Tarde o temprano el día llegaría, por eso me encargué de tener un stock de toallitas para todas las superficies de la casa listo para la ocasión. La visita de mis padres directamente de su pueblo extranjero a la Ciutat Comtal se avecina como una prueba de fuego en mi relación con Barcelona. Mi madre dirá que el precio de la barra de pan es un escándalo. Mi padre hablará con todos los inmigrantes que venden cerveza y me preguntará por qué no están integrados en la sociedad. Los dos se preguntarán por qué no tengo leche en la nevera y me preguntarán a mí por qué hay tantas banderas por todas partes. Ya les he explicado todo mil veces.

Espero, con curiosidad, el momento en que el grupo punk que toca bajo la ventana de mi salón cada día al mediodía empiece a gritar en loop: “‘AM HAPPY, WHEN I DIE”, mientras comemos. Mi padre preguntará qué dicen y los incluirá en las conversaciones telefónicas de los próximos meses. Mi madre me preguntará si no me dan miedo. Los dos dirán que tener música que sube por la calle todo el día me ahorra que ponga yo mi música en casa. Probablemente harán alusión a mi obsesión adolescente por headphones y mi futuro cercano como treintañera sorda.

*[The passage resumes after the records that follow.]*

//! Configuration for the hub TCP server.
//!
//! Defaults can be overridden via environment variables:
//!
//! - `ADHOC_BIND_ADDR`         (default: "0.0.0.0")
//! - `ADHOC_PORT`              (default: "27312")
//! - `ADHOC_MAX_USERS`         (default: "1024")
//! - `ADHOC_USER_TIMEOUT_SECS` (default: "15")
//! - `ADHOC_SWEEP_INTERVAL_MS` (default: "250")
//! - `ADHOC_PRODUCT_DB`        (default: "products.toml", empty = in-memory)
//! - `ADHOC_STATUS_PATH`       (default: "www/status.xml", empty = disabled)
//! - `ADHOC_SHUTDOWN_MESSAGE`  (default: "ADHOC HUB IS SHUTTING DOWN!")
//!
//! Command-line flags in `main.rs` take precedence over all of these.

use std::env;
use std::path::PathBuf;
use std::str::FromStr;
use std::time::Duration;

use adhoc_core::HubConfig;
use anyhow::Context;

pub const DEFAULT_PORT: u16 = 27312;
pub const DEFAULT_SHUTDOWN_MESSAGE: &str = "ADHOC HUB IS SHUTTING DOWN!";

/// Server configuration.
#[derive(Debug, Clone, PartialEq, Eq)]
pub struct Config {
    /// IP address / interface to bind to (e.g. "0.0.0.0" or "127.0.0.1").
    pub bind_addr: String,

    /// TCP port to listen on.
    pub port: u16,

    /// Maximum number of simultaneously connected users.
    pub max_users: usize,

    /// Idle time after which a user is logged out.
    pub user_timeout: Duration,

    /// How often idle users are looked for.
    pub sweep_interval: Duration,

    /// Product directory file. `None` keeps the directory in memory.
    pub product_db: Option<PathBuf>,

    /// Status XML output. `None` disables it.
    pub status_path: Option<PathBuf>,

    /// Chat notice sent to grouped users on shutdown.
    pub shutdown_message: String,
}

impl Default for Config {
    fn default() -> Self {
        Config {
            bind_addr: "0.0.0.0".to_string(),
            port: DEFAULT_PORT,
            max_users: 1024,
            user_timeout: Duration::from_secs(15),
            sweep_interval: Duration::from_millis(250),
            product_db: Some(PathBuf::from("products.toml")),
            status_path: Some(PathBuf::from("www/status.xml")),
            shutdown_message: DEFAULT_SHUTDOWN_MESSAGE.to_string(),
        }
    }
}

impl Config {
    /// Construct a `Config` from environment variables, falling back
    /// to the defaults.
    pub fn from_env() -> anyhow::Result<Self> {
        Self::from_lookup(|key| env::var(key).ok())
    }

    /// Same as [`Config::from_env`], reading values through `lookup`.
    pub fn from_lookup<F>(lookup: F) -> anyhow::Result<Self>
    where
        F: Fn(&str) -> Option<String>,
    {
        let defaults = Config::default();

        let bind_addr = lookup("ADHOC_BIND_ADDR").unwrap_or(defaults.bind_addr);
        let port = read_or_default(&lookup, "ADHOC_PORT", defaults.port)?;
        let max_users = read_or_default(&lookup, "ADHOC_MAX_USERS", defaults.max_users)?;
        let timeout_secs = read_or_default(&lookup, "ADHOC_USER_TIMEOUT_SECS", 15u64)?;
        let sweep_ms = read_or_default(&lookup, "ADHOC_SWEEP_INTERVAL_MS", 250u64)?;
        let product_db = match lookup("ADHOC_PRODUCT_DB") {
            Some(v) => optional_path(&v),
            None => defaults.product_db,
        };
        let status_path = match lookup("ADHOC_STATUS_PATH") {
            Some(v) => optional_path(&v),
            None => defaults.status_path,
        };
        let shutdown_message =
            lookup("ADHOC_SHUTDOWN_MESSAGE").unwrap_or(defaults.shutdown_message);

        let config = Config {
            bind_addr,
            port,
            max_users,
            user_timeout: Duration::from_secs(timeout_secs),
            sweep_interval: Duration::from_millis(sweep_ms),
            product_db,
            status_path,
            shutdown_message,
        };
        config.validate()?;
        Ok(config)
    }

    pub fn validate(&self) -> anyhow::Result<()> {
        anyhow::ensure!(self.max_users > 0, "max_users must be at least 1");
        anyhow::ensure!(!self.user_timeout.is_zero(), "user timeout must be non-zero");
        anyhow::ensure!(!self.sweep_interval.is_zero(), "sweep interval must be non-zero");
        Ok(())
    }

    /// Convenience: `addr:port` socket string.
    pub fn socket_addr_string(&self) -> String {
        format!("{}:{}", self.bind_addr, self.port)
    }

    pub fn hub_config(&self) -> HubConfig {
        HubConfig {
            max_sessions: self.max_users,
            idle_timeout: self.user_timeout,
        }
    }
}

/// Empty string means "disabled".
pub fn optional_path(value: &str) -> Option<PathBuf> {
    if value.trim().is_empty() {
        None
    } else {
        Some(PathBuf::from(value))
    }
}

fn read_or_default<T, F>(lookup: &F, key: &str, default: T) -> anyhow::Result<T>
where
    T: FromStr,
    T::Err: std::error::Error + Send + Sync + 'static,
    F: Fn(&str) -> Option<String>,
{
    match lookup(key) {
        Some(val) => val
            .trim()
            .parse::<T>()
            .with_context(|| format!("invalid value for {}: {:?}", key, val)),
        None => Ok(default),
    }
}

#[cfg(test)]
mod tests {
    use super::*;
    use std::collections::HashMap;

    fn lookup_from(pairs: &[(&str, &str)]) -> impl Fn(&str) -> Option<String> {
        let map: HashMap<String, String> = pairs
            .iter()
            .map(|(k, v)| (k.to_string(), v.to_string()))
            .collect();
        move |key| map.get(key).cloned()
    }

    #[test]
    fn defaults_without_env() {
        let config = Config::from_lookup(lookup_from(&[])).unwrap();
        assert_eq!(config, Config::default());
        assert_eq!(config.socket_addr_string(), "0.0.0.0:27312");
        assert_eq!(config.hub_config().max_sessions, 1024);
        assert_eq!(config.hub_config().idle_timeout, Duration::from_secs(15));
    }

    #[test]
    fn overrides_and_disabled_paths() {
        let config = Config::from_lookup(lookup_from(&[
            ("ADHOC_PORT", "30000"),
            ("ADHOC_MAX_USERS", "8"),
            ("ADHOC_USER_TIMEOUT_SECS", "3"),
            ("ADHOC_STATUS_PATH", ""),
            ("ADHOC_PRODUCT_DB", "/tmp/p.toml"),
        ]))
        .unwrap();
        assert_eq!(config.port, 30000);
        assert_eq!(config.max_users, 8);
        assert_eq!(config.user_timeout, Duration::from_secs(3));
        assert_eq!(config.status_path, None);
        assert_eq!(config.product_db, Some(PathBuf::from("/tmp/p.toml")));
    }

    #[test]
    fn bad_values_are_errors() {
        let err = Config::from_lookup(lookup_from(&[("ADHOC_PORT", "lots")])).unwrap_err();
        assert!(err.to_string().contains("ADHOC_PORT"));
        assert!(Config::from_lookup(lookup_from(&[("ADHOC_MAX_USERS", "0")])).is_err());
    }
}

Lo único que tengo que evitar, cueste lo que cueste, es pasar por el countdown de la plaça Sant JaumePondrán la tele para darse cuenta de que sólo pillo TV3. A partir de ese momento mi padre intentará hablar catalán cuando salga de casa. Y será con algún guiri que lleve un bar por aquí y que no entienda ni lo que es un tallat. Hablando de bares, ninguno de los dos entenderá que tenemos que desviarnos cinco quilómetros de casa para tomar café. Insistirán en comprar un café y un agua cada uno, como si fuéramos ricos. Y pondrán una cara rara cuando la cuenta venga con dos dígitos.

Ninguno de estos escenarios me asusta. He practicado alguna de estas situaciones con más o menos intensidad cada vez que un amigo me visita. Lo único que tengo que evitar, cueste lo que cueste, es pasar por la plaça Sant Jaume. En ese caso, mis padres me preguntarán que pasará exactamente cuando se agoten las horas marcadas por el countdown en una de las paredes. Y aunque viva a 300 metros de ahí y me trague toda la discusión política sobre el tema, no sabré qué decirles y simularé un desmayo. En mi familia siempre han preferido el drama a la ignorancia.